----- Provided entries -----
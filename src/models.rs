//! Core data models for the AssetFlow pipeline runner

use chrono::{DateTime, Utc};
use serde::{Deserialize, Serialize};
use std::collections::HashMap;
use std::path::PathBuf;
use std::time::Duration;

// Input validation limits
pub const MAX_MANIFEST_SIZE: usize = 1_048_576; // 1 MB
pub const MAX_TASK_COUNT: usize = 256;
pub const MAX_TASK_NAME_LEN: usize = 64;
pub const MAX_COMMAND_LEN: usize = 4_096; // 4 KB
pub const MAX_ARG_COUNT: usize = 256;
pub const MAX_ARG_LEN: usize = 4_096; // 4 KB
pub const MAX_CAPTURED_STDERR: usize = 10_485_760; // 10 MB

/// Pipeline manifest parsed from YAML
#[derive(Debug, Clone, Serialize, Deserialize)]
pub struct PipelineConfig {
    pub name: String,
    #[serde(skip_serializing_if = "Option::is_none")]
    pub description: Option<String>,
    #[serde(default)]
    pub config: GlobalConfig,
    pub tasks: Vec<TaskConfig>,
}

/// Global manifest configuration
#[derive(Debug, Clone, Serialize, Deserialize)]
pub struct GlobalConfig {
    #[serde(default = "default_timeout")]
    pub timeout_default: u64, // seconds
    /// Environment variable consulted for build-mode detection
    #[serde(default = "default_env_var")]
    pub env_var: String,
}

impl Default for GlobalConfig {
    fn default() -> Self {
        Self {
            timeout_default: default_timeout(),
            env_var: default_env_var(),
        }
    }
}

fn default_timeout() -> u64 {
    300
}

fn default_env_var() -> String {
    "ASSETFLOW_ENV".to_string()
}

/// Individual task configuration
#[derive(Debug, Clone, Serialize, Deserialize)]
pub struct TaskConfig {
    pub name: String,
    #[serde(rename = "type")]
    pub kind: TaskKind,
    #[serde(default)]
    pub depends_on: Vec<String>,
    /// Kind-specific configuration; group tasks carry none
    #[serde(skip_serializing_if = "Option::is_none")]
    pub config: Option<TaskPipelineConfig>,
    #[serde(skip_serializing_if = "Option::is_none")]
    pub timeout: Option<u64>, // seconds
}

/// Task kind variants
#[derive(Debug, Clone, Copy, Serialize, Deserialize, PartialEq, Eq)]
#[serde(rename_all = "lowercase")]
pub enum TaskKind {
    Style,
    Script,
    Watch,
    Group,
}

impl std::fmt::Display for TaskKind {
    fn fmt(&self, f: &mut std::fmt::Formatter<'_>) -> std::fmt::Result {
        match self {
            TaskKind::Style => write!(f, "style"),
            TaskKind::Script => write!(f, "script"),
            TaskKind::Watch => write!(f, "watch"),
            TaskKind::Group => write!(f, "group"),
        }
    }
}

/// Kind-specific configuration (enum for different task kinds)
#[derive(Debug, Clone, Serialize, Deserialize)]
#[serde(untagged)]
pub enum TaskPipelineConfig {
    Style(StyleConfig),
    Script(ScriptConfig),
    Watch(WatchConfig),
}

/// Stylesheet pipeline configuration
#[derive(Debug, Clone, Serialize, Deserialize)]
pub struct StyleConfig {
    /// Directory walked for compilation entries
    pub source_dir: PathBuf,
    /// File name that marks a compilation entry; everything else is
    /// reachable only through imports
    #[serde(default = "default_style_entry")]
    pub entry: String,
    pub out_dir: PathBuf,
    #[serde(default)]
    pub load_paths: Vec<PathBuf>,
}

fn default_style_entry() -> String {
    "main.scss".to_string()
}

/// Script bundling pipeline configuration
#[derive(Debug, Clone, Serialize, Deserialize)]
pub struct ScriptConfig {
    pub entry: PathBuf,
    /// Output file; defaults to the entry stem with a `.js` extension in
    /// the project root
    #[serde(skip_serializing_if = "Option::is_none")]
    pub outfile: Option<PathBuf>,
    /// External bundler command; the entry path is appended as the final
    /// argument
    pub bundler: String,
    #[serde(default)]
    pub args: Vec<String>,
    /// Extra arguments appended only in live mode
    #[serde(default)]
    pub minify_args: Vec<String>,
    #[serde(skip_serializing_if = "Option::is_none")]
    pub workdir: Option<String>,
    #[serde(skip_serializing_if = "Option::is_none")]
    pub env: Option<HashMap<String, String>>,
}

impl ScriptConfig {
    /// The output path, defaulted from the entry file name
    pub fn resolved_outfile(&self) -> PathBuf {
        match &self.outfile {
            Some(path) => path.clone(),
            None => {
                let stem = self
                    .entry
                    .file_stem()
                    .map(|s| s.to_string_lossy().into_owned())
                    .unwrap_or_else(|| "bundle".to_string());
                PathBuf::from(format!("{stem}.js"))
            }
        }
    }
}

/// Watch task configuration
#[derive(Debug, Clone, Serialize, Deserialize)]
pub struct WatchConfig {
    /// Directories observed for changes
    pub paths: Vec<PathBuf>,
    /// File extensions that trigger a rebuild; empty matches everything
    #[serde(default)]
    pub extensions: Vec<String>,
    /// Build task re-run when a matching file changes
    pub run: String,
}

/// Build mode selected by the environment flag
#[derive(Debug, Clone, Copy, PartialEq, Eq)]
pub enum Mode {
    Development,
    Live,
}

impl Mode {
    /// Resolve the build mode from an environment variable. The value
    /// `live` selects production behavior; anything else (including an
    /// unset variable) is development.
    pub fn from_env(var: &str) -> Self {
        match std::env::var(var) {
            Ok(value) if value == "live" => Mode::Live,
            _ => Mode::Development,
        }
    }

    pub fn is_live(self) -> bool {
        matches!(self, Mode::Live)
    }
}

impl std::fmt::Display for Mode {
    fn fmt(&self, f: &mut std::fmt::Formatter<'_>) -> std::fmt::Result {
        match self {
            Mode::Development => write!(f, "development"),
            Mode::Live => write!(f, "live"),
        }
    }
}

/// Task execution status
#[derive(Debug, Clone, Serialize, Deserialize, PartialEq, Eq)]
#[serde(rename_all = "lowercase")]
pub enum TaskStatus {
    Pending,
    Running,
    Success,
    Failed,
    Timeout,
}

impl std::fmt::Display for TaskStatus {
    fn fmt(&self, f: &mut std::fmt::Formatter<'_>) -> std::fmt::Result {
        match self {
            TaskStatus::Pending => write!(f, "pending"),
            TaskStatus::Running => write!(f, "running"),
            TaskStatus::Success => write!(f, "success"),
            TaskStatus::Failed => write!(f, "failed"),
            TaskStatus::Timeout => write!(f, "timeout"),
        }
    }
}

/// Result of a single pipeline run
#[derive(Debug, Clone)]
pub struct TaskRunReport {
    pub status: TaskStatus,
    /// Files written by the pipeline
    pub outputs: Vec<PathBuf>,
    /// Total bytes written
    pub output_bytes: u64,
    pub duration: Duration,
    pub detail: Option<String>,
}

/// Recorded CLI invocation (one `run` of a named task)
#[derive(Debug, Clone, Serialize, Deserialize)]
pub struct Invocation {
    pub id: i64,
    pub task: String,
    pub mode: String,
    pub started_at: DateTime<Utc>,
    pub completed_at: Option<DateTime<Utc>>,
    pub status: TaskStatus,
}

/// Recorded run of one task within an invocation
#[derive(Debug, Clone, Serialize, Deserialize)]
pub struct TaskRun {
    pub id: i64,
    pub invocation_id: i64,
    pub task_name: String,
    pub kind: String,
    pub status: TaskStatus,
    pub started_at: DateTime<Utc>,
    pub completed_at: Option<DateTime<Utc>>,
    pub duration_ms: Option<i64>,
    pub detail: Option<String>,
}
-----
• [Exercise directions] Only lines of the data holding the word "PathBuf" go in the answer. Please copy each of them.

• [Exercise solution]
use std::path::PathBuf;
    pub source_dir: PathBuf,
    pub out_dir: PathBuf,
    pub load_paths: Vec<PathBuf>,
    pub entry: PathBuf,
    pub outfile: Option<PathBuf>,
    pub fn resolved_outfile(&self) -> PathBuf {
                PathBuf::from(format!("{stem}.js"))
    pub paths: Vec<PathBuf>,
    pub outputs: Vec<PathBuf>,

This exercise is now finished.